Dalhousie Computer center; instructional aid/A-V.
Drexel GA tuition.
Emporia William Allen White Library.
Kent State Library monographs allocation; special computer allocation.
Kentucky Computing as needed.
Long Island Equipment and furnishings for Ph.D. program; LIS library; stipends; graduate assistantships; duplication; work study students; scholarships.
Louisiana State SLIS students as LSU library grad. assistants; SLIS students as other graduate assistants; SLIS library personnel; SLIS library collection budget.
Maryland Periodicals & maintenance; standing orders.
Michigan Distributed computing services; computing partnership program.
NC Central Work study aid; computer time; membership dues.
NC Chapel Hill Federal work/study graduate assistants; graduate assistants; school library staff; research services graduate assistants; serials, books, and standing orders.
NC Greensboro Computer resources; telephone/fax machine; materials/university library.
North Texas Development officer; graduate library assistantships.
Oklahoma Non-resident tuition waiver.
Pittsburgh Salary of Dean.
Pratt Library resources and personnel; institute-wide computer resources; multimedia resources and personnel; admission services; catalog productions; institute-wide advertising.
Queens Postage; duplicating services; media services; telephone services; technical support
Rhode Island CCE faculty salaries; library budget; CCE travel.
St.

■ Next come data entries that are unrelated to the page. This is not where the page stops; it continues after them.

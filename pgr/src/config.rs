//! Configuration types and loading
//!
//! Layered YAML with kebab-case keys: embedded defaults < global file
//! (`~/.config/programmator/programmator.yml`) < local file
//! (`.programmator.yml` or `--config`) < CLI flags. Files are merged as
//! YAML trees before deserializing, then the result is frozen and passed
//! down by value.

use eyre::{Context, Result};
use serde::{Deserialize, Serialize};
use std::fs;
use std::path::{Path, PathBuf};
use tracing::debug;

use crate::safety::SafetyConfig;

/// Main configuration
#[derive(Debug, Clone, Serialize, Deserialize)]
#[serde(default)]
pub struct Config {
    /// Maximum outer-loop iterations
    #[serde(rename = "max-iterations")]
    pub max_iterations: u32,

    /// Consecutive no-change turns before a stagnation exit (0 disables)
    #[serde(rename = "stagnation-limit")]
    pub stagnation_limit: u32,

    /// Per-invocation executor timeout in seconds
    pub timeout: u64,

    /// Executor binary for the coding agent
    pub executor: String,

    /// External command that prints ticket markdown for an id
    #[serde(rename = "ticket-command")]
    pub ticket_command: String,

    /// Log level for the file logger
    #[serde(rename = "log-level")]
    pub log_level: Option<String>,

    /// Git workflow configuration
    pub git: GitConfig,

    /// Review pipeline configuration
    pub review: ReviewConfig,
}

impl Default for Config {
    fn default() -> Self {
        Self {
            max_iterations: 30,
            stagnation_limit: 3,
            timeout: 1800,
            executor: "claude".to_string(),
            ticket_command: "ticket".to_string(),
            log_level: None,
            git: GitConfig::default(),
            review: ReviewConfig::default(),
        }
    }
}

/// Git workflow configuration
#[derive(Debug, Clone, Serialize, Deserialize)]
#[serde(default)]
pub struct GitConfig {
    /// Commit reported files when the agent did not commit itself
    #[serde(rename = "auto-commit")]
    pub auto_commit: bool,

    /// Move finished plan files into the completed directory
    #[serde(rename = "move-completed-plans")]
    pub move_completed_plans: bool,

    /// Where finished plans go
    #[serde(rename = "completed-plans-dir")]
    pub completed_plans_dir: PathBuf,

    /// Prefix for work branches created by `start`; empty = no branch setup
    #[serde(rename = "branch-prefix")]
    pub branch_prefix: String,

    /// Base branch the review diffs changed files against
    #[serde(rename = "base-branch")]
    pub base_branch: Option<String>,
}

impl Default for GitConfig {
    fn default() -> Self {
        Self {
            auto_commit: false,
            move_completed_plans: false,
            completed_plans_dir: PathBuf::from("plans/completed"),
            branch_prefix: String::new(),
            base_branch: None,
        }
    }
}

/// Review pipeline configuration
#[derive(Debug, Clone, Serialize, Deserialize)]
#[serde(default)]
pub struct ReviewConfig {
    /// Maximum fix iterations per review phase
    #[serde(rename = "max-iterations")]
    pub max_iterations: u32,

    /// Fan review agents out concurrently
    pub parallel: bool,

    /// Flat list of review agents
    pub agents: Vec<ReviewAgentConfig>,

    /// Glob patterns selecting files to review; empty = all changed files
    pub include: Vec<String>,

    /// Glob patterns excluding files from review; exclude wins
    pub exclude: Vec<String>,

    /// Per-agent result overrides
    pub overrides: Vec<AgentOverride>,

    /// Executor for review agents; falls back to the main executor
    pub executor: Option<String>,
}

impl Default for ReviewConfig {
    fn default() -> Self {
        Self {
            max_iterations: 3,
            parallel: true,
            agents: Vec::new(),
            include: Vec::new(),
            exclude: Vec::new(),
            overrides: Vec::new(),
            executor: None,
        }
    }
}

impl ReviewConfig {
    /// Review is enabled when at least one agent is configured
    pub fn enabled(&self) -> bool {
        !self.agents.is_empty()
    }
}

/// One configured review agent
#[derive(Debug, Clone, Serialize, Deserialize)]
#[serde(default)]
pub struct ReviewAgentConfig {
    pub name: String,

    /// Prompt template file; the embedded template is used when absent
    #[serde(rename = "prompt-file")]
    pub prompt_file: Option<PathBuf>,

    /// Executor override for this agent
    pub executor: Option<String>,

    /// Simplification agents bypass the issue validator
    pub simplification: bool,
}

impl Default for ReviewAgentConfig {
    fn default() -> Self {
        Self {
            name: String::new(),
            prompt_file: None,
            executor: None,
            simplification: false,
        }
    }
}

/// Per-agent result limits applied before merging
#[derive(Debug, Clone, Serialize, Deserialize)]
#[serde(default)]
pub struct AgentOverride {
    pub agent: String,

    /// Keep at most this many issues from the agent
    #[serde(rename = "max-issues")]
    pub max_issues: Option<usize>,

    /// Keep only these severities from the agent
    pub severities: Option<Vec<String>>,
}

impl Default for AgentOverride {
    fn default() -> Self {
        Self {
            agent: String::new(),
            max_issues: None,
            severities: None,
        }
    }
}

/// CLI values that override file configuration
#[derive(Debug, Clone, Default)]
pub struct CliOverrides {
    pub max_iterations: Option<u32>,
    pub stagnation_limit: Option<u32>,
    pub timeout: Option<u64>,
    pub auto_commit: bool,
}

impl Config {
    /// Load configuration with layered precedence
    ///
    /// `explicit` replaces the local-file layer when provided.
    pub fn load(explicit: Option<&PathBuf>) -> Result<Self> {
        debug!(?explicit, "Config::load: called");
        let mut value = serde_yaml::to_value(Config::default()).context("failed to encode default config")?;

        if let Some(global) = global_config_path()
            && global.exists()
        {
            debug!(?global, "Config::load: merging global config");
            merge_file(&mut value, &global)?;
        }

        let local = match explicit {
            Some(path) => path.clone(),
            None => PathBuf::from(".programmator.yml"),
        };
        if local.exists() {
            debug!(?local, "Config::load: merging local config");
            merge_file(&mut value, &local)?;
        } else if explicit.is_some() {
            return Err(eyre::eyre!("config file not found: {}", local.display()));
        }

        let config: Config = serde_yaml::from_value(value).context("failed to parse merged config")?;
        debug!(
            executor = %config.executor,
            max_iterations = config.max_iterations,
            review_agents = config.review.agents.len(),
            "Config::load: complete"
        );
        Ok(config)
    }

    /// Apply CLI flag overrides, the final precedence layer
    pub fn apply_overrides(&mut self, overrides: &CliOverrides) {
        debug!(?overrides, "apply_overrides: called");
        if let Some(max) = overrides.max_iterations {
            self.max_iterations = max;
        }
        if let Some(limit) = overrides.stagnation_limit {
            self.stagnation_limit = limit;
        }
        if let Some(timeout) = overrides.timeout {
            self.timeout = timeout;
        }
        if overrides.auto_commit {
            self.git.auto_commit = true;
        }
    }

    /// Safety limits derived from this configuration
    pub fn safety_config(&self) -> SafetyConfig {
        SafetyConfig {
            max_iterations: self.max_iterations,
            stagnation_limit: self.stagnation_limit,
            timeout_secs: self.timeout,
            max_review_iterations: self.review.max_iterations,
        }
    }
}

/// Global config file path under the user config dir
fn global_config_path() -> Option<PathBuf> {
    dirs::config_dir().map(|dir| dir.join("programmator").join("programmator.yml"))
}

/// Merge one YAML file onto the accumulated tree
fn merge_file(base: &mut serde_yaml::Value, path: &Path) -> Result<()> {
    let content = fs::read_to_string(path).context(format!("failed to read config {}", path.display()))?;
    let overlay: serde_yaml::Value =
        serde_yaml::from_str(&content).context(format!("failed to parse config {}", path.display()))?;
    merge_yaml(base, overlay);
    Ok(())
}

/// Recursive YAML merge: mappings merge key-wise, everything else replaces
fn merge_yaml(base: &mut serde_yaml::Value, overlay: serde_yaml::Value) {
    match (base, overlay) {
        (serde_yaml::Value::Mapping(base_map), serde_yaml::Value::Mapping(overlay_map)) => {
            for (key, value) in overlay_map {
                match base_map.get_mut(&key) {
                    Some(existing) => merge_yaml(existing, value),
                    None => {
                        base_map.insert(key, value);
                    }
                }
            }
        }
        (base_slot, overlay) => *base_slot = overlay,
    }
}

John’s Renovation of Lounge and selected offices; library materials; renovation of classrooms; new furniture for classrooms; 60 new computers; projection systems; telephone service other than data; postage- non-special.
Simmons GSLIS library; media services; college computer services; ESL tutor.
Tennessee Library materials allocation; fee waivers -GTAs.
Texas Materials for LIS collection; materials for youth collection; professional staff (LIS collection); support staff (clerical assistant).
Texas Woman’s Computing services; acquisitions for LS library; media services.
Toronto Staff benefits.
Washington Library book & materials allowance; audio-visual services; library media services.
Wayne State Media services.
Wisc. Milwaukee Fringe benefits; donated teaching; general student services; graduate student services; alumni relations services; computing resources; division of continuing education.